Sunday, May 03, 2009

Digitized Persepolis tablets now online


In another example of application of HP's Polynomial Texture Mapping technology, the University of Chicago is digitizing thousands of cuneiform tablets from the Persian fortress at Persepolis. Apparently, hundreds of the images are now available online. The article includes a video but it must be HD as it was so choppy it was difficult to watch. I only have a 1.5 Mps DSL connection as I live out in the countryside.

High-resolution images of about 200 Persepolis Fortification texts are available on InscriptiFact, on the Web site of the West Semitic Research Project, http://www.inscriptifact.com. Several hundred more will be available soon.
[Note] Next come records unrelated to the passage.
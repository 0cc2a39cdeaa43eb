//! Conversions between the engine's `Decimal` arithmetic and the scaled
//! integer columns the database stores.
//!
//! All intermediate sums run at full `Decimal` precision; rounding to two
//! decimals happens exactly once, at the stored/returned figure. Columns keep
//! integer minor units to avoid floating-point drift in SQL aggregates:
//!
//! - amounts: cents (scale 2)
//! - quantities: thousandths (scale 3)
//! - rates: ten-thousandths (scale 4)

use rust_decimal::{Decimal, RoundingStrategy, prelude::ToPrimitive};

use crate::EngineError;

/// Rounds a monetary figure to two decimals, half away from zero.
#[must_use]
pub fn round_amount(value: Decimal) -> Decimal {
    value.round_dp_with_strategy(2, RoundingStrategy::MidpointAwayFromZero)
}

/// Converts an amount to integer cents for storage.
pub fn amount_to_minor(value: Decimal) -> Result<i64, EngineError> {
    scaled(value, 2)
}

/// Reads integer cents back into a two-decimal amount.
#[must_use]
pub fn amount_from_minor(minor: i64) -> Decimal {
    Decimal::new(minor, 2)
}

/// Converts a quantity to integer thousandths for storage.
pub fn quantity_to_milli(value: Decimal) -> Result<i64, EngineError> {
    scaled(value, 3)
}

/// Reads integer thousandths back into a three-decimal quantity.
#[must_use]
pub fn quantity_from_milli(milli: i64) -> Decimal {
    Decimal::new(milli, 3)
}

/// Converts a rate (e.g. a discount fraction) to ten-thousandths for storage.
pub fn rate_to_scaled(value: Decimal) -> Result<i64, EngineError> {
    scaled(value, 4)
}

/// Reads stored ten-thousandths back into a four-decimal rate.
#[must_use]
pub fn rate_from_scaled(raw: i64) -> Decimal {
    Decimal::new(raw, 4)
}

fn scaled(value: Decimal, dp: u32) -> Result<i64, EngineError> {
    let rounded = value.round_dp_with_strategy(dp, RoundingStrategy::MidpointAwayFromZero);
    let factor = Decimal::from(10i64.pow(dp));
    rounded
        .checked_mul(factor)
        .and_then(|v| v.to_i64())
        .ok_or_else(|| EngineError::InvalidAmount(format!("value out of range: {value}")))
}
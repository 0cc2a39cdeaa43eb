use chrono::NaiveDate;
use rust_decimal::Decimal;
use sea_orm::Database;

use engine::{DeleteMode, Engine, SubmittedSheet};
use migration::MigratorTrait;

const WORKS_GROUP: i64 = 1;

async fn engine_with_db() -> Engine {
    let db = Database::connect("sqlite::memory:").await.unwrap();
    migration::Migrator::up(&db, None).await.unwrap();
    Engine::builder().database(db).build()
}

fn contract_row(code: &str, name: &str, price_cents: i64) -> SubmittedSheet {
    SubmittedSheet::new(WORKS_GROUP, code, name)
        .priced(Decimal::ONE, Decimal::new(price_cents, 2))
}

fn order_row(code: &str, price_cents: i64) -> SubmittedSheet {
    SubmittedSheet::new(WORKS_GROUP, code, code)
        .priced(Decimal::ONE, Decimal::new(price_cents, 2))
        .reference("invoice", "2026/042", NaiveDate::from_ymd_opt(2026, 3, 1).unwrap())
        .counterparty(5)
        .unit_of_measure("pcs")
}

#[tokio::test]
async fn balance_arithmetic_with_exclude_variant() {
    let engine = engine_with_db().await;

    engine
        .reconcile_contract_sheets(
            1,
            vec![contract_row("A.1", "Excavation", 1000_00)],
            DeleteMode::Strict,
        )
        .await
        .unwrap();
    engine
        .reconcile_order_sheets(11, 1, vec![order_row("A.1", 300_00)], DeleteMode::Strict)
        .await
        .unwrap();
    engine
        .reconcile_order_sheets(12, 1, vec![order_row("A.1", 250_00)], DeleteMode::Strict)
        .await
        .unwrap();

    let rows = engine.balance_view(1, None).await.unwrap();
    assert_eq!(rows.len(), 1);
    assert_eq!(rows[0].sheet_code, "A.1");
    assert_eq!(rows[0].budget_amount, Decimal::new(1000_00, 2));
    assert_eq!(rows[0].consumed_amount, Decimal::new(550_00, 2));
    assert_eq!(rows[0].available_amount, Decimal::new(450_00, 2));

    // Excluding the order that consumed 300 frees that figure up again.
    let rows = engine.balance_view(1, Some(11)).await.unwrap();
    assert_eq!(rows[0].consumed_amount, Decimal::new(250_00, 2));
    assert_eq!(rows[0].available_amount, Decimal::new(750_00, 2));
}

#[tokio::test]
async fn editing_an_order_does_not_count_against_itself() {
    let engine = engine_with_db().await;

    engine
        .reconcile_contract_sheets(
            1,
            vec![contract_row("A.1", "Excavation", 1000_00)],
            DeleteMode::Strict,
        )
        .await
        .unwrap();
    let first = engine
        .reconcile_order_sheets(11, 1, vec![order_row("A.1", 300_00)], DeleteMode::Strict)
        .await
        .unwrap();
    engine
        .reconcile_order_sheets(12, 1, vec![order_row("A.1", 250_00)], DeleteMode::Strict)
        .await
        .unwrap();

    // Raising order 11 to 700.00 passes: available excluding itself is
    // 1000.00 - 250.00 = 750.00.
    let order_sheet_id = first.sheets[0].id.persisted().unwrap();
    engine
        .reconcile_order_sheets(
            11,
            1,
            vec![order_row("A.1", 700_00).id(order_sheet_id)],
            DeleteMode::Strict,
        )
        .await
        .unwrap();

    let rows = engine.balance_view(1, None).await.unwrap();
    assert_eq!(rows[0].consumed_amount, Decimal::new(950_00, 2));
    assert_eq!(rows[0].available_amount, Decimal::new(50_00, 2));
}

#[tokio::test]
async fn retired_orders_stop_consuming() {
    let engine = engine_with_db().await;

    engine
        .reconcile_contract_sheets(
            1,
            vec![contract_row("A.1", "Excavation", 1000_00)],
            DeleteMode::Strict,
        )
        .await
        .unwrap();
    engine
        .reconcile_order_sheets(11, 1, vec![order_row("A.1", 300_00)], DeleteMode::Strict)
        .await
        .unwrap();

    // Emptying the order's set removes its consumption.
    engine
        .reconcile_order_sheets(11, 1, vec![], DeleteMode::Strict)
        .await
        .unwrap();

    let rows = engine.balance_view(1, None).await.unwrap();
    assert_eq!(rows[0].consumed_amount, Decimal::ZERO);
    assert_eq!(rows[0].available_amount, Decimal::new(1000_00, 2));
}

#[tokio::test]
async fn headers_never_appear_in_the_balance_view() {
    let engine = engine_with_db().await;

    engine
        .reconcile_contract_sheets(
            1,
            vec![
                contract_row("A", "Earthworks", 0),
                contract_row("A.1", "Excavation", 600_00),
                contract_row("A.2", "Backfill", 400_00),
            ],
            DeleteMode::Strict,
        )
        .await
        .unwrap();

    let rows = engine.balance_view(1, None).await.unwrap();
    let codes: Vec<&str> = rows.iter().map(|r| r.sheet_code.as_str()).collect();
    assert_eq!(codes, vec!["A.1", "A.2"]);
    assert!(rows.iter().all(|r| r.group_id == WORKS_GROUP));
}
//! The module classifies a submitted sheet set against the persisted one.
//!
//! Planning is pure: given the persisted rows, the derived submitted rows and
//! a dependent count per removal candidate, it decides create / update /
//! hard-delete / soft-delete per record without touching storage. The ops
//! layer applies the resulting plan inside one database transaction, which
//! keeps the referential-integrity decision testable on its own.

use std::collections::{HashMap, HashSet};

use crate::{
    EngineError,
    code,
    error::BlockedRemoval,
    sheets::{Sheet, SheetId},
};

/// What to do with persisted rows the submission no longer contains but other
/// records still reference.
#[derive(Clone, Copy, Debug, PartialEq, Eq)]
pub enum DeleteMode {
    /// Refuse the whole reconciliation with a conflict listing the blockers.
    Strict,
    /// Mark blocked rows `is_active = false` and keep them for history.
    SoftDeleteInUse,
}

/// The decided diff for one owner's sheet set.
#[derive(Clone, Debug, Default)]
pub struct ReconcilePlan {
    /// New rows, ordered by code depth so parents insert before children.
    /// Their ids and parent references may still be pending tokens.
    pub creates: Vec<Sheet>,
    /// Rows matched to a persisted id, updated in place.
    pub updates: Vec<Sheet>,
    /// Persisted ids with no dependents, removed outright.
    pub hard_deletes: Vec<i64>,
    /// Persisted ids still referenced, retired instead of removed.
    pub soft_deletes: Vec<i64>,
}

/// Builds the reconcile plan.
///
/// A submitted id is recognized only when it exists in the persisted set;
/// unrecognized ids are treated as creates with a fresh pending token (and
/// any children pointing at the stale id are re-pointed). `dependents` maps
/// removal-candidate ids to their live reference count; missing entries mean
/// zero.
pub fn plan(
    persisted: &[Sheet],
    mut submitted: Vec<Sheet>,
    dependents: &HashMap<i64, u64>,
    mode: DeleteMode,
) -> Result<ReconcilePlan, EngineError> {
    let known: HashSet<i64> = persisted.iter().filter_map(|s| s.id.persisted()).collect();

    // Re-tag rows carrying an id the persisted set does not know. Children
    // resolved their parent link against the stale id, so remap those too.
    let mut remapped: HashMap<SheetId, SheetId> = HashMap::new();
    for sheet in submitted.iter_mut() {
        if let Some(id) = sheet.id.persisted()
            && !known.contains(&id)
        {
            let fresh = SheetId::pending();
            remapped.insert(sheet.id, fresh);
            sheet.id = fresh;
        }
    }
    if !remapped.is_empty() {
        for sheet in submitted.iter_mut() {
            if let Some(parent) = sheet.parent_id
                && let Some(fresh) = remapped.get(&parent)
            {
                sheet.parent_id = Some(*fresh);
            }
        }
    }

    let submitted_ids: HashSet<i64> = submitted.iter().filter_map(|s| s.id.persisted()).collect();

    let mut hard_deletes = Vec::new();
    let mut soft_deletes = Vec::new();
    let mut blocked = Vec::new();
    for row in persisted {
        let Some(id) = row.id.persisted() else {
            continue;
        };
        if !row.is_active || submitted_ids.contains(&id) {
            continue;
        }
        let dependent_count = dependents.get(&id).copied().unwrap_or(0);
        if dependent_count == 0 {
            hard_deletes.push(id);
        } else {
            match mode {
                DeleteMode::Strict => blocked.push(BlockedRemoval {
                    sheet_id: id,
                    label: format!("{} ({})", row.code, row.name),
                }),
                DeleteMode::SoftDeleteInUse => soft_deletes.push(id),
            }
        }
    }
    if !blocked.is_empty() {
        return Err(EngineError::Conflict(blocked));
    }

    let (mut creates, updates): (Vec<Sheet>, Vec<Sheet>) = submitted
        .into_iter()
        .partition(|sheet| sheet.id.persisted().is_none());

    // Parents insert before children: sort creates by depth, stable on
    // submission order within one depth.
    creates.sort_by_key(|sheet| code_depth(&sheet.code));

    Ok(ReconcilePlan {
        creates,
        updates,
        hard_deletes,
        soft_deletes,
    })
}

fn code_depth(normalized: &str) -> usize {
    code::parse(normalized).map_or(1, |parsed| parsed.depth)
}

#[cfg(test)]
mod tests {
    use std::collections::HashMap;

    use rust_decimal::Decimal;

    use crate::{
        code,
        groups::{GroupKind, SheetGroup},
        hierarchy,
        sheets::{Sheet, SheetKind, SubmittedSheet},
    };

    use super::*;

    fn groups_fixture() -> HashMap<i64, SheetGroup> {
        HashMap::from([(
            1,
            SheetGroup {
                id: 1,
                name: "Works".to_string(),
                kind: GroupKind::Work,
                sequence: 1,
            },
        )])
    }

    fn make(raw_code: &str, id: Option<i64>) -> Sheet {
        let parsed = code::parse(raw_code).unwrap();
        let mut submitted = SubmittedSheet::new(1, raw_code, raw_code)
            .priced(Decimal::ONE, Decimal::new(100, 0));
        submitted.id = id;
        Sheet::from_submitted(SheetKind::Contract, 1, &parsed, submitted)
    }

    fn derived(mut sheets: Vec<Sheet>) -> Vec<Sheet> {
        hierarchy::build(&mut sheets, &groups_fixture());
        sheets
    }

    #[test]
    fn partitions_creates_updates_and_removals() {
        let persisted = derived(vec![make("A.1", Some(101)), make("A.2", Some(102))]);
        let submitted = derived(vec![make("A.1", Some(101)), make("A.3", None)]);

        let plan = plan(&persisted, submitted, &HashMap::new(), DeleteMode::Strict).unwrap();
        assert_eq!(plan.updates.len(), 1);
        assert_eq!(plan.updates[0].id.persisted(), Some(101));
        assert_eq!(plan.creates.len(), 1);
        assert!(plan.creates[0].id.persisted().is_none());
        assert_eq!(plan.hard_deletes, vec![102]);
        assert!(plan.soft_deletes.is_empty());
    }

    #[test]
    fn removal_with_dependents_conflicts_in_strict_mode() {
        let persisted = derived(vec![make("A.1", Some(101))]);
        let dependents = HashMap::from([(101i64, 2u64)]);

        let err = plan(&persisted, vec![], &dependents, DeleteMode::Strict).unwrap_err();
        match err {
            EngineError::Conflict(blocked) => {
                assert_eq!(blocked.len(), 1);
                assert_eq!(blocked[0].sheet_id, 101);
                assert_eq!(blocked[0].label, "A.1 (A.1)");
            }
            other => panic!("expected conflict, got {other:?}"),
        }
    }

    #[test]
    fn removal_with_dependents_soft_deletes_when_opted_in() {
        let persisted = derived(vec![make("A.1", Some(101)), make("A.2", Some(102))]);
        let dependents = HashMap::from([(101i64, 1u64)]);

        let plan = plan(&persisted, vec![], &dependents, DeleteMode::SoftDeleteInUse).unwrap();
        assert_eq!(plan.soft_deletes, vec![101]);
        assert_eq!(plan.hard_deletes, vec![102]);
    }

    #[test]
    fn already_inactive_rows_are_left_alone() {
        let mut retired = make("A.1", Some(101));
        retired.is_active = false;
        let persisted = derived(vec![retired]);

        let plan = plan(&persisted, vec![], &HashMap::new(), DeleteMode::Strict).unwrap();
        assert!(plan.hard_deletes.is_empty());
        assert!(plan.soft_deletes.is_empty());
    }

    #[test]
    fn unrecognized_ids_become_creates_with_repointed_children() {
        let persisted: Vec<Sheet> = vec![];
        // Client invented id 999 for a new header and its child resolved the
        // parent link against it.
        let submitted = derived(vec![make("A", Some(999)), make("A.1", None)]);
        let stale_parent = submitted[1].parent_id.unwrap();

        let plan = plan(&persisted, submitted, &HashMap::new(), DeleteMode::Strict).unwrap();
        assert_eq!(plan.creates.len(), 2);
        assert!(plan.updates.is_empty());

        let header = plan.creates.iter().find(|s| s.code == "A").unwrap();
        let child = plan.creates.iter().find(|s| s.code == "A.1").unwrap();
        assert!(header.id.persisted().is_none());
        assert_ne!(child.parent_id.unwrap(), stale_parent);
        assert_eq!(child.parent_id.unwrap(), header.id);
    }

    #[test]
    fn creates_are_depth_ordered() {
        let submitted = derived(vec![make("A.1.2", None), make("A", None), make("A.1", None)]);
        let plan = plan(&[], submitted, &HashMap::new(), DeleteMode::Strict).unwrap();

        let depths: Vec<usize> = plan
            .creates
            .iter()
            .map(|s| s.code.split('.').count())
            .collect();
        assert_eq!(depths, vec![1, 2, 3]);
    }
}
Images of about 150 more Persepolis tablets, along with editions and analytical tools, will soon be released on the On-Line Cultural Research Environment, the archaeological and textual database and presentation application developed at the Oriental Institute and maintained by the Library (http://ochre.lib.uchicago.edu/index.htm).

These ancient tablets from the palaces of Persepolis include pieces of language and art from the center of the Persian Empire, all made when it extended from India and Central Asia to Egypt and the Mediterranean.

The tablets being digitized come from the Persepolis Fortification Archive, some 30,000 administrative tablets and fragments that Oriental Institute archaeologists recovered in 1933 at Persepolis, the ruined palaces where the kings of the ancient Persian Empire held court. Since 1936, they have been on loan from Iran to the Oriental Institute for analysis and recording.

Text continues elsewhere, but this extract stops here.